Linear Regression with PolyMath and Tensorflow

The simplest form of linear regression is learning the parameters for a one-dimensional line. We will generate an artificial dataset using Polymath. This example is a traslation to Polymath from the python version included in the book "Tensorflow for Deep learning" by Ramsundar, Bharath, O'Reilly.
Using PMLinearCongruentialRandomGenerator we will obtain a collection of uniformely distributed numbers between 0 and 1. This collection will be a subset of x from the domain set, we will use it to calculate the image subset.
PMNormalDistribution generates a normal distributed collection of numbers arround the median and a standard deviation (noiseScale).
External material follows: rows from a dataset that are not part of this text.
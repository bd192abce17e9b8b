use std::collections::HashMap;
use std::io::Cursor;
use std::sync::Arc;

use async_trait::async_trait;
use chrono::{DateTime, Utc};
use dashmap::DashMap;
use lazy_static::lazy_static;
use log::{debug, warn};
use regex::Regex;
use sha2::{Digest, Sha256};
use tokio_util::sync::CancellationToken;

use crate::claims::UserClaims;
use crate::config::StoreKind;
use crate::constants;
use crate::error::{GatewayError, GatewayResult};
use crate::pathguard;
use crate::uploads::{StagedBlock, UploadEntry, UploadKey, UploadRegistry, UploadState};

use super::{ensure_not_cancelled, paginate, ByteReader, ItemInfo, ListOptions, ListingPage, StorageProvider};

lazy_static! {
	// Block ids arrive as opaque fixed-width base64 strings derived from the
	// chunk index; anything else is rejected before it reaches the backend.
	static ref BLOCK_ID_REGEX: Regex = Regex::new(r"^[A-Za-z0-9+/]+={0,2}$").unwrap();
}

#[derive(Clone, Debug)]
pub struct RemoteObject {
	pub key: String,
	pub size: u64,
	pub modified: DateTime<Utc>
}

/// The narrow surface the gateway needs from a block-commit blob backend.
/// The vendor SDK adapter implements this out of tree; `MemoryBlockStore`
/// below covers development and tests.
#[async_trait]
pub trait BlockStore: Send + Sync {
	/// Stages one block under an opaque id. Staged blocks are invisible to
	/// readers until committed and expire on the backend's own schedule.
	async fn put_block(&self, container: &str, key: &str, block_id: &str, bytes: &[u8]) -> GatewayResult<()>;

	/// Atomically commits the ordered block list as the blob's content. When
	/// a digest is supplied the backend verifies it and reports a checksum
	/// mismatch without committing.
	async fn commit_block_list(
		&self,
		container: &str,
		key: &str,
		ordered_block_ids: &[String],
		expected_sha256_hex: Option<&str>
	) -> GatewayResult<()>;

	/// Drops staged, uncommitted blocks. Best-effort.
	async fn discard_staged(&self, container: &str, key: &str) -> GatewayResult<()>;

	async fn delete_blob(&self, container: &str, key: &str) -> GatewayResult<()>;

	async fn fetch_blob(&self, container: &str, key: &str) -> GatewayResult<Vec<u8>>;

	/// All committed objects whose key starts with `prefix`.
	async fn list_keys(&self, container: &str, prefix: &str) -> GatewayResult<Vec<RemoteObject>>;
}

// ----------------------------------------------
// In-memory block store
// ----------------------------------------------

struct CommittedBlob {
	bytes: Vec<u8>,
	modified: DateTime<Utc>
}

/// Block store kept entirely in memory. Backs `kind = blob` stores in
/// development and the test suite; production deployments swap in a vendor
/// adapter implementing [`BlockStore`].
#[derive(Default)]
pub struct MemoryBlockStore {
	committed: DashMap<(String, String), CommittedBlob>,
	staged: DashMap<(String, String), HashMap<String, Vec<u8>>>
}

impl MemoryBlockStore {
	pub fn new() -> Self {
		Self { committed: DashMap::new(), staged: DashMap::new() }
	}

	fn slot(container: &str, key: &str) -> (String, String) {
		(container.to_string(), key.to_string())
	}
}

#[async_trait]
impl BlockStore for MemoryBlockStore {
	async fn put_block(&self, container: &str, key: &str, block_id: &str, bytes: &[u8]) -> GatewayResult<()> {
		self.staged
			.entry(Self::slot(container, key))
			.or_default()
			.insert(block_id.to_string(), bytes.to_vec());

		Ok(())
	}

	async fn commit_block_list(
		&self,
		container: &str,
		key: &str,
		ordered_block_ids: &[String],
		expected_sha256_hex: Option<&str>
	) -> GatewayResult<()> {
		let slot = Self::slot(container, key);

		let mut content = Vec::new();

		{
			let staged = self
				.staged
				.get(&slot)
				.ok_or_else(|| GatewayError::backend(format!("no staged blocks for '{}'", key)))?;

			for id in ordered_block_ids {
				let block = staged
					.get(id)
					.ok_or_else(|| GatewayError::backend(format!("block '{}' was never staged for '{}'", id, key)))?;

				content.extend_from_slice(block);
			}
		}

		if let Some(expected) = expected_sha256_hex {
			let actual = hex::encode(Sha256::digest(&content));

			if !actual.eq_ignore_ascii_case(expected) {
				// Checksum mismatch: nothing is committed, staging survives.
				return Err(GatewayError::DigestMismatch {
					expected: expected.to_string(),
					actual
				});
			}
		}

		self.committed.insert(slot.clone(), CommittedBlob { bytes: content, modified: Utc::now() });
		self.staged.remove(&slot);

		Ok(())
	}

	async fn discard_staged(&self, container: &str, key: &str) -> GatewayResult<()> {
		self.staged.remove(&Self::slot(container, key));
		Ok(())
	}

	async fn delete_blob(&self, container: &str, key: &str) -> GatewayResult<()> {
		self.committed
			.remove(&Self::slot(container, key))
			.map(|_| ())
			.ok_or_else(|| GatewayError::NotFound { target: key.to_string() })
	}

	async fn fetch_blob(&self, container: &str, key: &str) -> GatewayResult<Vec<u8>> {
		self.committed
			.get(&Self::slot(container, key))
			.map(|blob| blob.bytes.clone())
			.ok_or_else(|| GatewayError::NotFound { target: key.to_string() })
	}

	async fn list_keys(&self, container: &str, prefix: &str) -> GatewayResult<Vec<RemoteObject>> {
		Ok(self
			.committed
			.iter()
			.filter(|entry| entry.key().0 == container && entry.key().1.starts_with(prefix))
			.map(|entry| RemoteObject {
				key: entry.key().1.clone(),
				size: entry.value().bytes.len() as u64,
				modified: entry.value().modified
			})
			.collect())
	}
}

// ----------------------------------------------
// Blob provider
// ----------------------------------------------

/// Block-blob backed store. Objects live in a flat `/`-delimited key space;
/// directories are virtual, derived from key prefixes.
pub struct BlobProvider {
	name: String,
	container: String,
	client: Arc<dyn BlockStore>,
	registry: Arc<UploadRegistry>
}

impl BlobProvider {
	pub fn new(name: String, container: String, client: Arc<dyn BlockStore>, registry: Arc<UploadRegistry>) -> Self {
		Self { name, container, client, registry }
	}

	fn upload_key(&self, relative: &str) -> GatewayResult<UploadKey> {
		Ok((self.name.clone(), pathguard::normalize_key(relative)?))
	}

	fn validate_block_id(block_id: Option<&str>) -> GatewayResult<&str> {
		let id = block_id.ok_or_else(|| GatewayError::backend("blob uploads require a block id per chunk"))?;

		if id.is_empty() || id.len() > constants::MAX_BLOCK_ID_LENGTH || !BLOCK_ID_REGEX.is_match(id) {
			return Err(GatewayError::backend(format!("malformed block id '{}'", id)));
		}

		Ok(id)
	}

	/// Direct children of `dir`: exact-key objects become files, deeper keys
	/// collapse into virtual directories.
	fn children_of(dir_key: &str, objects: Vec<RemoteObject>) -> Vec<ItemInfo> {
		let prefix = if dir_key.is_empty() { String::new() } else { format!("{}/", dir_key) };

		let mut files = Vec::new();
		let mut dirs: HashMap<String, DateTime<Utc>> = HashMap::new();

		for object in objects {
			let remainder = match object.key.strip_prefix(&prefix) {
				Some(rest) if !rest.is_empty() => rest,
				_ => continue
			};

			match remainder.split_once('/') {
				Some((dir_name, _)) => {
					let newest = dirs.entry(dir_name.to_string()).or_insert(object.modified);

					if object.modified > *newest {
						*newest = object.modified;
					}
				},
				None => files.push(ItemInfo {
					name: remainder.to_string(),
					path: object.key.clone(),
					is_directory: false,
					size: object.size,
					modified: object.modified
				})
			}
		}

		let mut items: Vec<ItemInfo> = dirs
			.into_iter()
			.map(|(name, modified)| ItemInfo {
				path: format!("{}{}", prefix, name),
				name,
				is_directory: true,
				size: 0,
				modified
			})
			.collect();

		items.extend(files);
		items
	}
}

#[async_trait]
impl StorageProvider for BlobProvider {
	fn kind(&self) -> StoreKind {
		StoreKind::Blob
	}

	fn store_name(&self) -> &str {
		&self.name
	}

	async fn list(
		&self,
		cancel: &CancellationToken,
		claims: &UserClaims,
		dir: &str,
		options: ListOptions
	) -> GatewayResult<ListingPage> {
		let dir_key = pathguard::normalize_key(dir)?;

		debug!("[{}] list '{}' for {}", self.name, dir_key, claims.display());

		ensure_not_cancelled(cancel)?;

		let prefix = if dir_key.is_empty() { String::new() } else { format!("{}/", dir_key) };
		let objects = self.client.list_keys(&self.container, &prefix).await?;

		if !dir_key.is_empty() && objects.is_empty() {
			// Distinguish an empty virtual directory from a missing one: a
			// flat namespace has no marker objects, so no children means the
			// directory does not exist.
			if self.client.fetch_blob(&self.container, &dir_key).await.is_ok() {
				return Err(GatewayError::NotDirectory { path: dir_key });
			}

			return Err(GatewayError::NotFound { target: dir_key });
		}

		Ok(paginate(Self::children_of(&dir_key, objects), &options))
	}

	async fn open_read(
		&self,
		cancel: &CancellationToken,
		claims: &UserClaims,
		path: &str
	) -> GatewayResult<ByteReader> {
		let key = pathguard::normalize_key(path)?;

		debug!("[{}] open '{}' for {}", self.name, key, claims.display());

		ensure_not_cancelled(cancel)?;

		match self.client.fetch_blob(&self.container, &key).await {
			Ok(bytes) => Ok(Box::new(Cursor::new(bytes))),
			Err(GatewayError::NotFound { .. }) => {
				let children = self.client.list_keys(&self.container, &format!("{}/", key)).await?;

				if children.is_empty() {
					Err(GatewayError::NotFound { target: key })
				} else {
					Err(GatewayError::IsDirectory { path: key })
				}
			},
			Err(err) => Err(err)
		}
	}

	async fn create_dir(
		&self,
		_cancel: &CancellationToken,
		_claims: &UserClaims,
		_path: &str
	) -> GatewayResult<()> {
		// Directories are implied by key prefixes; there is nothing to create.
		Err(GatewayError::NotSupported { operation: "create_dir on a blob store".to_string() })
	}

	async fn delete(
		&self,
		cancel: &CancellationToken,
		claims: &UserClaims,
		path: &str
	) -> GatewayResult<()> {
		let key = pathguard::normalize_key(path)?;

		debug!("[{}] delete '{}' for {}", self.name, key, claims.display());

		ensure_not_cancelled(cancel)?;

		match self.client.delete_blob(&self.container, &key).await {
			Ok(()) => Ok(()),
			Err(GatewayError::NotFound { .. }) => {
				let children = self.client.list_keys(&self.container, &format!("{}/", key)).await?;

				if children.is_empty() {
					Err(GatewayError::NotFound { target: key })
				} else {
					Err(GatewayError::NotSupported { operation: "delete of a virtual directory".to_string() })
				}
			},
			Err(err) => Err(err)
		}
	}

	async fn initiate_upload(
		&self,
		cancel: &CancellationToken,
		claims: &UserClaims,
		path: &str,
		total_size: u64,
		_chunk_size: u64
	) -> GatewayResult<u64> {
		let key = self.upload_key(path)?;

		ensure_not_cancelled(cancel)?;

		let entry = UploadEntry::new(
			claims.clone(),
			key.0.clone(),
			key.1.clone(),
			StoreKind::Blob,
			UploadState::Blob { blocks: Vec::new() }
		);

		self.registry.insert(key, entry)?;

		debug!(
			"[{}] blob upload '{}' initiated by {} ({} bytes expected)",
			self.name, path, claims.display(), total_size
		);

		// No durable staging state survives a restart, so resumption always
		// starts over from zero.
		Ok(0)
	}

	async fn write_chunk(
		&self,
		cancel: &CancellationToken,
		_claims: &UserClaims,
		path: &str,
		_chunk_index: u64,
		block_id: Option<&str>,
		bytes: &[u8]
	) -> GatewayResult<()> {
		let key = self.upload_key(path)?;
		let block_id = Self::validate_block_id(block_id)?;

		let entry = self
			.registry
			.get(&key)
			.ok_or_else(|| GatewayError::NoUploadSession { path: key.1.clone() })?;

		entry.touch();

		let mut state = entry.state.lock().await;

		ensure_not_cancelled(cancel)?;

		let blocks = match &mut *state {
			UploadState::Blob { blocks } => blocks,
			UploadState::Local { .. } => return Err(GatewayError::backend("upload entry has wrong provider state"))
		};

		self.client.put_block(&self.container, &key.1, block_id, bytes).await?;

		// Re-staging an id (client retry) replaces the block, it never
		// duplicates the list entry.
		match blocks.iter_mut().find(|block| block.id == block_id) {
			Some(block) => block.size = bytes.len() as u64,
			None => blocks.push(StagedBlock { id: block_id.to_string(), size: bytes.len() as u64 })
		}

		Ok(())
	}

	async fn finalize_upload(
		&self,
		cancel: &CancellationToken,
		claims: &UserClaims,
		path: &str,
		ordered_block_ids: &[String],
		expected_size: u64,
		expected_sha256_hex: &str
	) -> GatewayResult<()> {
		let key = self.upload_key(path)?;

		let entry = self
			.registry
			.get(&key)
			.ok_or_else(|| GatewayError::NoUploadSession { path: key.1.clone() })?;

		let state = entry.state.lock().await;

		ensure_not_cancelled(cancel)?;

		let blocks = match &*state {
			UploadState::Blob { blocks } => blocks,
			UploadState::Local { .. } => return Err(GatewayError::backend("upload entry has wrong provider state"))
		};

		let mut committed_size: u64 = 0;

		for id in ordered_block_ids {
			let staged = blocks
				.iter()
				.find(|block| &block.id == id)
				.ok_or_else(|| GatewayError::backend(format!("block '{}' was never staged for '{}'", id, key.1)))?;

			committed_size += staged.size;
		}

		if committed_size != expected_size {
			// Staged blocks stay put; the client resolves this with cancel.
			return Err(GatewayError::SizeMismatch { expected: expected_size, actual: committed_size });
		}

		self.client
			.commit_block_list(&self.container, &key.1, ordered_block_ids, Some(expected_sha256_hex))
			.await?;

		drop(state);
		self.registry.remove(&key);

		debug!("[{}] blob upload '{}' finalized by {} ({} bytes)", self.name, key.1, claims.display(), committed_size);

		Ok(())
	}

	async fn cancel_upload(
		&self,
		_cancel: &CancellationToken,
		claims: &UserClaims,
		path: &str
	) -> GatewayResult<()> {
		let key = self.upload_key(path)?;

		if self.registry.remove(&key).is_none() {
			return Ok(());
		}

		// Uncommitted blocks also expire on the backend's own schedule, so a
		// failed discard is not an error.
		if let Err(err) = self.client.discard_staged(&self.container, &key.1).await {
			warn!("[{}] discarding staged blocks for '{}' failed: {}", self.name, key.1, err);
		}

		debug!("[{}] blob upload '{}' cancelled by {}", self.name, key.1, claims.display());

		Ok(())
	}
}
We use this noise to add it to the bias component in the linear function = wTrue * x + (bTrue + noise).

In [7]:
N:= 100.
wTrue := 5.0.
bTrue := 2.0.
noiseScale := 0.1.
rg := PMLinearCongruentialRandomGenerator new.
nd := PMNormalDistribution new:0 sigma:noiseScale.
"gets N random numbers as x"
x_np := (1 to:N) collect:[:n| rg next ]. 
"gets N elements from a normal distribution"
noise :=(1 to:N) collect:[:n| nd random ]. 
y_np := (1 to:N) collect:[:n| (wTrue * (x_np at:n)) + (bTrue + (noise at:n))].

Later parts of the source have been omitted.